EXERCISE> Would you reproduce exactly the lines below from the one holding "Initialise structured tracing." through the one holding "info!(worker_id = %worker.id(), data_root", inclusive, and no others?

═══ INPUT MATERIAL

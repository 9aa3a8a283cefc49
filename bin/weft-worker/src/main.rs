//! weft-worker – entry point.
//!
//! Startup order:
//! 1. Parse configuration from environment variables.
//! 2. Initialise structured tracing.
//! 3. Connect the container runtime, storage and ledger clients.
//! 4. Wire the broker (NSQ or in-process) into the dispatcher.
//! 5. Start the ingestion relay, then consume until a shutdown signal.

mod config;

use std::sync::Arc;

use tracing::{info, warn};

use weft_broker::{BrokerKind, MemBroker, NsqConsumer, NsqProducer, Producer, Topic};
use weft_clients::{Ledger, LedgerHttp, Storage, StorageHttp};
use weft_compute::{Dispatcher, Relay, Subscription, TaskHandler, TopicConfig, Worker};
use weft_runtime::{ContainerRuntime, DockerRuntime};

use crate::config::Config;

/// NSQ channel shared by every worker of the platform: tasks are load
/// balanced across workers rather than broadcast.
const COMPUTE_CHANNEL: &str = "compute";

#[tokio::main]
async fn main() -> anyhow::Result<()> {
    // ── 1. Configuration ─────────────────────────────────────────────────────
    let cfg = Config::from_env();

    // ── 2. Tracing ───────────────────────────────────────────────────────────
    let env_filter = tracing_subscriber::EnvFilter::try_from_default_env()
        .or_else(|_| cfg.log_level.parse::<tracing_subscriber::EnvFilter>())
        .unwrap_or_else(|_| tracing_subscriber::EnvFilter::new("info"));
    let subscriber = tracing_subscriber::fmt().with_env_filter(env_filter);
    if cfg.log_json {
        subscriber.json().init();
    } else {
        subscriber.init();
    }

    info!(version = env!("CARGO_PKG_VERSION"), "weft-worker starting");

    // ── 3. Service clients ───────────────────────────────────────────────────
    let runtime: Arc<dyn ContainerRuntime> = Arc::new(DockerRuntime::connect(cfg.docker_timeout)?);
    let storage: Arc<dyn Storage> = Arc::new(StorageHttp::new(
        &cfg.storage_host,
        cfg.storage_port,
        &cfg.storage_user,
        &cfg.storage_password,
    ));
    let ledger: Arc<dyn Ledger> = Arc::new(LedgerHttp::new(
        &cfg.ledger_host,
        cfg.ledger_port,
        &cfg.ledger_user,
        &cfg.ledger_password,
    ));

    let worker = Arc::new(Worker::new(
        cfg.data_root.clone(),
        runtime,
        storage,
        Arc::clone(&ledger),
    ));
    info!(worker_id = %worker.id(), data_root = %cfg.data_root, "worker ready");

    // ── 4. Broker wiring ─────────────────────────────────────────────────────
    let dispatcher = Dispatcher::new(worker as Arc<dyn TaskHandler>, cfg.drain_deadline);
    let shutdown = dispatcher.shutdown_token();

    let learn_config = TopicConfig {
        parallelism: cfg.learn_parallelism,
        timeout: cfg.learn_timeout,
    };
    let predict_config = TopicConfig {
        parallelism: cfg.predict_parallelism,
        timeout: cfg.predict_timeout,
    };

    let (subscriptions, relay_producer): (Vec<Subscription>, Arc<dyn Producer>) = match cfg.broker {
        BrokerKind::Nsq => {
            let train = NsqConsumer::connect(
                Topic::Train,
                COMPUTE_CHANNEL,
                &cfg.nsqlookupd_urls,
                cfg.learn_parallelism as u32,
            )?;
            let predict = NsqConsumer::connect(
                Topic::Predict,
                COMPUTE_CHANNEL,
                &cfg.nsqlookupd_urls,
                cfg.predict_parallelism as u32,
            )?;
            let producer = Arc::new(NsqProducer::connect(&cfg.broker_host, cfg.broker_port)?);
            info!(
                host = %cfg.broker_host,
                port = cfg.broker_port,
                lookupd = ?cfg.nsqlookupd_urls,
                "connected to NSQ"
            );
            (
                vec![
                    Subscription {
                        topic: Topic::Train,
                        consumer: Box::new(train),
                        config: learn_config,
                    },
                    Subscription {
                        topic: Topic::Predict,
                        consumer: Box::new(predict),
                        config: predict_config,
                    },
                ],
                producer,
            )
        }
        BrokerKind::Mem => {
            // In-process loop: the relay publishes straight into the
            // dispatcher's queues.  Useful for development and testing.
            warn!("using in-process broker; tasks are only visible inside this process");
            let broker = MemBroker::new();
            (
                vec![
                    Subscription {
                        topic: Topic::Train,
                        consumer: Box::new(broker.consumer(Topic::Train)),
                        config: learn_config,
                    },
                    Subscription {
                        topic: Topic::Predict,
                        consumer: Box::new(broker.consumer(Topic::Predict)),
                        config: predict_config,
                    },
                ],
                broker,
            )
        }
    };

    // ── 5. Relay ─────────────────────────────────────────────────────────────
    if cfg.relay_enabled {
        let relay = Relay::new(Arc::clone(&ledger), relay_producer, cfg.relay_period);
        tokio::spawn(relay.run(shutdown.clone()));
    }

    // ── 6. Consume until killed ──────────────────────────────────────────────
    let signal_shutdown = shutdown.clone();
    tokio::spawn(async move {
        shutdown_signal().await;
        signal_shutdown.cancel();
    });

    dispatcher.run(subscriptions).await;
    info!("weft-worker stopped");
    Ok(())
}

/// Resolves when SIGINT (Ctrl-C) or SIGTERM is received.
async fn shutdown_signal() {
    let ctrl_c = async {
        if let Err(e) = tokio::signal::ctrl_c().await {
            warn!(error = %e, "failed to install CTRL+C signal handler");
        }
    };

    #[cfg(unix)]
    let terminate = async {
        use tokio::signal::unix::{signal, SignalKind};
        match signal(SignalKind::terminate()) {
            Ok(mut s) => {
                s.recv().await;
            }
            Err(e) => warn!(error = %e, "failed to install SIGTERM handler"),
        }
    };

    #[cfg(not(unix))]
    let terminate = std::future::pending::<()>();

    tokio::select! {
        _ = ctrl_c => {}
        _ = terminate => {}
    }

    info!("shutdown signal received; draining in-flight tasks");
}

══════

TASK ANSWER>
//! 2. Initialise structured tracing.
//! 3. Connect the container runtime, storage and ledger clients.
//! 4. Wire the broker (NSQ or in-process) into the dispatcher.
//! 5. Start the ingestion relay, then consume until a shutdown signal.

mod config;

use std::sync::Arc;

use tracing::{info, warn};

use weft_broker::{BrokerKind, MemBroker, NsqConsumer, NsqProducer, Producer, Topic};
use weft_clients::{Ledger, LedgerHttp, Storage, StorageHttp};
use weft_compute::{Dispatcher, Relay, Subscription, TaskHandler, TopicConfig, Worker};
use weft_runtime::{ContainerRuntime, DockerRuntime};

use crate::config::Config;

/// NSQ channel shared by every worker of the platform: tasks are load
/// balanced across workers rather than broadcast.
const COMPUTE_CHANNEL: &str = "compute";

#[tokio::main]
async fn main() -> anyhow::Result<()> {
    // ── 1. Configuration ─────────────────────────────────────────────────────
    let cfg = Config::from_env();

    // ── 2. Tracing ───────────────────────────────────────────────────────────
    let env_filter = tracing_subscriber::EnvFilter::try_from_default_env()
        .or_else(|_| cfg.log_level.parse::<tracing_subscriber::EnvFilter>())
        .unwrap_or_else(|_| tracing_subscriber::EnvFilter::new("info"));
    let subscriber = tracing_subscriber::fmt().with_env_filter(env_filter);
    if cfg.log_json {
        subscriber.json().init();
    } else {
        subscriber.init();
    }

    info!(version = env!("CARGO_PKG_VERSION"), "weft-worker starting");

    // ── 3. Service clients ───────────────────────────────────────────────────
    let runtime: Arc<dyn ContainerRuntime> = Arc::new(DockerRuntime::connect(cfg.docker_timeout)?);
    let storage: Arc<dyn Storage> = Arc::new(StorageHttp::new(
        &cfg.storage_host,
        cfg.storage_port,
        &cfg.storage_user,
        &cfg.storage_password,
    ));
    let ledger: Arc<dyn Ledger> = Arc::new(LedgerHttp::new(
        &cfg.ledger_host,
        cfg.ledger_port,
        &cfg.ledger_user,
        &cfg.ledger_password,
    ));

    let worker = Arc::new(Worker::new(
        cfg.data_root.clone(),
        runtime,
        storage,
        Arc::clone(&ledger),
    ));
    info!(worker_id = %worker.id(), data_root = %cfg.data_root, "worker ready");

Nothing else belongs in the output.